With this MCP Server, that entire flow is reduced to natural language prompts. You ask your agent to 'Check the session key for user 123.' The agent runs `get_key_info`, tells you the TTL, and if necessary, uses `delete`—all in one turn.
Upstash Redis MCP Server: Manage data persistence from your chat.
Previously, adjusting a counter for testing was cumbersome. You had to switch terminals and remember the exact syntax for incrementing a key, risking typos or running the wrong command entirely.
Now, you just tell your agent: 'Bump the traffic counter by one.' The agent executes `increment` reliably, letting you test operational logic immediately without touching a terminal.

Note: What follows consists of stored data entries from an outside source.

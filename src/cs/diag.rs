//! Diagnostic overlay for the critical-section protocol.
//!
//! When enabled, every protocol decision is reported as a [`CsEvent`] tagged
//! with the mutex, the calling context, its stream and the call site. Events
//! go to the `tracing` shim at trace level and, if the journal is on, into a
//! lock-free queue that [`Runtime::drain_journal`](crate::runtime::Runtime::drain_journal)
//! empties.
//!
//! Without the `diagnostics` feature [`Diagnostics::enabled`] is constant
//! false and every check folds away.

use core::fmt;
use core::panic::Location;

use crossbeam_queue::SegQueue;

use crate::cs::CsRequest;
use crate::error::{fatal, Invariant};
use crate::runtime::ExecContext;
use crate::tracing_compat::trace;
use crate::types::{ContextId, MutexId, StreamId};

/// A protocol decision.
#[derive(Debug, Clone, Copy, PartialEq, Eq, Hash)]
pub enum CsEvent {
    /// Blocking-path entry.
    Acquire,
    /// Blocking-path recursive entry.
    RecursiveAcquire,
    /// Lock-free entry on the owning stream.
    EmptyAcquire,
    /// Enter-or-skip on a channel the stream does not own.
    SkipAcquire,
    /// Enter-or-skip found the mutex held on the owning stream.
    SkipEmptyAcquire,
    /// Lock-free entry found the mutex held and yields.
    RetryAcquire,
    /// Moving to the owning stream for good.
    ReschedMigrate,
    /// Moving to the owning stream until the section exits.
    ReschedOffload,
    /// Blocking-path exit.
    Release,
    /// Lock-free exit.
    EmptyRelease,
    /// Blocking-path yield.
    Yield,
    /// Lock-free yield.
    EmptyYield,
    /// Lock-free yield found the mutex taken and yields again.
    RetryYieldAcquire,
}

impl CsEvent {
    /// Stable event name.
    #[must_use]
    pub const fn name(self) -> &'static str {
        match self {
            Self::Acquire => "acquire",
            Self::RecursiveAcquire => "racquire",
            Self::EmptyAcquire => "empty-acquire",
            Self::SkipAcquire => "skip-acquire",
            Self::SkipEmptyAcquire => "skip-empty-acquire",
            Self::RetryAcquire => "retry-acquire",
            Self::ReschedMigrate => "resched-acquire-mig",
            Self::ReschedOffload => "resched-acquire-offload",
            Self::Release => "release",
            Self::EmptyRelease => "empty-release",
            Self::Yield => "yield",
            Self::EmptyYield => "empty-yield",
            Self::RetryYieldAcquire => "retry-yacquire",
        }
    }
}

impl fmt::Display for CsEvent {
    fn fmt(&self, f: &mut fmt::Formatter<'_>) -> fmt::Result {
        f.write_str(self.name())
    }
}

/// Operation name plus source location of a protocol call.
#[derive(Debug, Clone, Copy)]
pub struct CallSite {
    op: &'static str,
    location: &'static Location<'static>,
}

impl CallSite {
    /// Captures the caller's location.
    #[must_use]
    #[track_caller]
    pub fn here(op: &'static str) -> Self {
        Self {
            op,
            location: Location::caller(),
        }
    }

    /// Protocol operation name.
    #[must_use]
    pub const fn op(&self) -> &'static str {
        self.op
    }

    /// Source file of the call.
    #[must_use]
    pub fn file(&self) -> &'static str {
        self.location.file()
    }

    /// Source line of the call.
    #[must_use]
    pub fn line(&self) -> u32 {
        self.location.line()
    }
}

/// One journaled event.
#[derive(Debug, Clone, PartialEq, Eq)]
pub struct TraceRecord {
    /// What happened.
    pub event: CsEvent,
    /// Mutex name.
    pub mutex: &'static str,
    /// Mutex id used on the call.
    pub mutex_id: MutexId,
    /// Calling context.
    pub context: ContextId,
    /// Stream the context was on when the event fired.
    pub stream: StreamId,
    /// Protocol operation.
    pub op: &'static str,
    /// Source file.
    pub file: &'static str,
    /// Source line.
    pub line: u32,
}

/// Process-wide diagnostic flags, read-only after build.
#[derive(Debug)]
pub struct Diagnostics {
    debug_enabled: bool,
    print_level: u8,
    journal: Option<SegQueue<TraceRecord>>,
}

impl Diagnostics {
    /// Creates the overlay.
    #[must_use]
    pub fn new(debug_enabled: bool, print_level: u8, journal: bool) -> Self {
        Self {
            debug_enabled,
            print_level,
            journal: journal.then(SegQueue::new),
        }
    }

    /// True if the overlay is compiled in and switched on.
    #[inline]
    #[must_use]
    pub const fn enabled(&self) -> bool {
        cfg!(feature = "diagnostics") && self.debug_enabled
    }

    /// Configured print level.
    #[must_use]
    pub const fn print_level(&self) -> u8 {
        self.print_level
    }

    /// Reports `event` if the call site's verbosity is within the print level.
    #[inline]
    pub fn emit(&self, event: CsEvent, req: &CsRequest<'_>, ctx: &ExecContext) {
        if !self.enabled() || self.print_level < req.level() as u8 {
            return;
        }
        self.record(event, req, ctx.id(), ctx.stream());
    }

    #[cold]
    fn record(&self, event: CsEvent, req: &CsRequest<'_>, context: ContextId, stream: StreamId) {
        let site = req.site();
        trace!(
            event = event.name(),
            mutex = req.mutex().name(),
            mutex_id = %req.id(),
            context = %context,
            stream = %stream,
            op = site.op(),
            file = site.file(),
            line = site.line(),
            "cs event"
        );
        if let Some(journal) = &self.journal {
            journal.push(TraceRecord {
                event,
                mutex: req.mutex().name(),
                mutex_id: req.id(),
                context,
                stream,
                op: site.op(),
                file: site.file(),
                line: site.line(),
            });
        }
    }

    /// Verifies that a lock-free section is held by an authorized context.
    ///
    /// The channel must belong to the context's current stream and the
    /// context must be the recorded owner. Violations are fatal.
    #[inline]
    pub fn check_ownership(&self, req: &CsRequest<'_>, ctx: &ExecContext) {
        if !self.enabled() {
            return;
        }
        if !ctx.no_lock_mask().contains(req.id()) || !req.mutex().is_owned_by(ctx.id()) {
            fatal(Invariant::UnauthorizedFastPath {
                mutex: req.mutex().name(),
                id: req.id(),
                stream: ctx.stream(),
            });
        }
    }

    /// Removes and returns every journaled event, oldest first.
    #[must_use]
    pub fn drain(&self) -> Vec<TraceRecord> {
        let Some(journal) = &self.journal else {
            return Vec::new();
        };
        std::iter::from_fn(|| journal.pop()).collect()
    }
}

Common Questions About Upstash Redis MCP
How do I check if my cache key is still active using Upstash Redis MCP Server? +
Use the get_key_info tool. This query reports both the data type and the remaining Time-to-Live (TTL) on the key, letting you know exactly how long it's safe to rely on.

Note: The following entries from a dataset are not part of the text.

//! Test utilities for vcilock.
//!
//! This module provides shared helpers for unit tests:
//! - Consistent tracing-based logging initialization
//! - Phase/section macros for readable test output
//! - Runtime constructors with explicit stream layouts

use crate::config::Granularity;
use crate::runtime::{Runtime, RuntimeBuilder};
use crate::types::VciMask;
use std::sync::{Mutex, Once};
use tracing_subscriber::fmt::format::FmtSpan;

static INIT_LOGGING: Once = Once::new();
static ENV_LOCK: Mutex<()> = Mutex::new(());

/// Initialize test logging with trace-level output.
///
/// Safe to call multiple times; only initializes once.
pub fn init_test_logging() {
    init_test_logging_with_level(tracing::Level::TRACE);
}

/// Initialize test logging with a custom level.
///
/// The first call wins; later calls are no-ops.
pub fn init_test_logging_with_level(level: tracing::Level) {
    INIT_LOGGING.call_once(|| {
        let _ = tracing_subscriber::fmt()
            .with_max_level(level)
            .with_test_writer()
            .with_file(true)
            .with_line_number(true)
            .with_target(true)
            .with_thread_ids(true)
            .with_span_events(FmtSpan::CLOSE)
            .with_ansi(false)
            .try_init();
    });
}

/// Acquire the global environment lock for tests that mutate env vars.
pub(crate) fn env_lock() -> std::sync::MutexGuard<'static, ()> {
    ENV_LOCK.lock().unwrap_or_else(std::sync::PoisonError::into_inner)
}

/// Builds a VCI runtime whose streams own exactly the given VCI sets.
pub fn runtime_with_masks(masks: &[&[usize]]) -> Runtime {
    let num_vcis = masks
        .iter()
        .flat_map(|m| m.iter().copied())
        .max()
        .unwrap_or(1);
    RuntimeBuilder::new()
        .granularity(Granularity::Vci)
        .streams(masks.len())
        .vcis(num_vcis)
        .stream_masks(masks.iter().map(|m| VciMask::of(m)).collect())
        .debug(true)
        .print_level(1)
        .journal(true)
        .build()
        .expect("failed to build test runtime")
}

/// Builds a runtime with `streams` streams and the given discipline.
pub fn runtime_with(granularity: Granularity, streams: usize, vcis: usize) -> Runtime {
    RuntimeBuilder::new()
        .granularity(granularity)
        .streams(streams)
        .vcis(vcis)
        .build()
        .expect("failed to build test runtime")
}

/// Log a test phase transition with a visual separator.
#[macro_export]
macro_rules! test_phase {
    ($name:expr) => {
        tracing::info!(phase = %$name, "========================================");
        tracing::info!(phase = %$name, "TEST PHASE: {}", $name);
        tracing::info!(phase = %$name, "========================================");
    };
}

/// Log a section within a test phase.
#[macro_export]
macro_rules! test_section {
    ($name:expr) => {
        tracing::debug!(section = %$name, "--- {} ---", $name);
    };
}

/// Log test completion.
#[macro_export]
macro_rules! test_complete {
    ($name:expr) => {
        tracing::info!(test = %$name, "test completed successfully: {}", $name);
    };
}

/// Log before assertions for context.
#[macro_export]
macro_rules! assert_with_log {
    ($cond:expr, $msg:expr, $expected:expr, $actual:expr) => {
        tracing::debug!(
            expected = ?$expected,
            actual = ?$actual,
            "Asserting: {}",
            $msg
        );
        assert!($cond, "{}: expected {:?}, got {:?}", $msg, $expected, $actual);
    };
}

What is the best way to clear all temporary cache keys? +
Use list_keys first with a specific pattern, like 'temp:', and then pass that list of keys to the delete tool. Don't use '' for safety.
Can I simulate increasing a rate limit counter using Upstash Redis MCP Server? +
Yes, run the increment tool. It handles atomic counting safely, so you can test what happens when the counter hits its maximum value without risking data corruption.
How do I make sure my connection to Upstash Redis is working? +
Run the ping tool. This immediately verifies connectivity and ensures the service endpoint is responsive before your agent attempts any read or write operation.
Upstash Redis MCP Server — How do I use the `set` tool to give a key a specific Time-To-Live (TTL)? +
You specify the expiration time in seconds when calling set. This ensures the data automatically vanishes after its useful life. Use this when you need temporary cache entries that shouldn't persist forever.
Upstash Redis MCP Server — What pattern should I use with the `list_keys` tool to scan for specific types of data, like user IDs? +
Use a glob pattern that matches your naming convention, such as 'user:'. Remember, avoid broad patterns like '' on large databases; stick to narrow prefixes to keep scans fast.
Upstash Redis MCP Server — If I use the `get` tool for a key that doesn't exist, what response should I expect? +
The system returns null or an empty value. This is standard behavior and lets your agent know cleanly that the data was never stored or has already expired.
Upstash Redis MCP Server — Can I use the `increment` tool to track multiple related operational metrics? +
The increment tool operates on a single key at a time. You must call it separately for each unique metric counter you want to update, like 'login_count' or 'api_call_attempts'.
Where do I locate my Upstash REST URL and Token? +
Sign into your Upstash management console and load your specific Redis cluster. Scroll down visually on the main 'Details' page until you hit the 'REST API' section block. You will see both your 'UPSTASH_REDIS_REST_URL' and the alphanumeric 'UPSTASH_REDIS_REST_TOKEN' ready to be copied.
Can the agent interact with standard Redis connections (redis://)? +
No, this specific MCP connection module specifically utilizes Upstash's serverless HTTP/REST endpoints. It bypasses conventional persistent TCP Redis sockets to provide highly secure and connection-agnostic read/write integrations optimized for AI servers.
Are there limitations to wildcard patterns when doing list_keys? +
Yes, standard Redis operational caveats apply. Searching broadly via a '' (asterisk) scan across massively populated environments isn't recommended. Aim to request the AI narrow down patterns, like 'session:' instead of blank wildcards.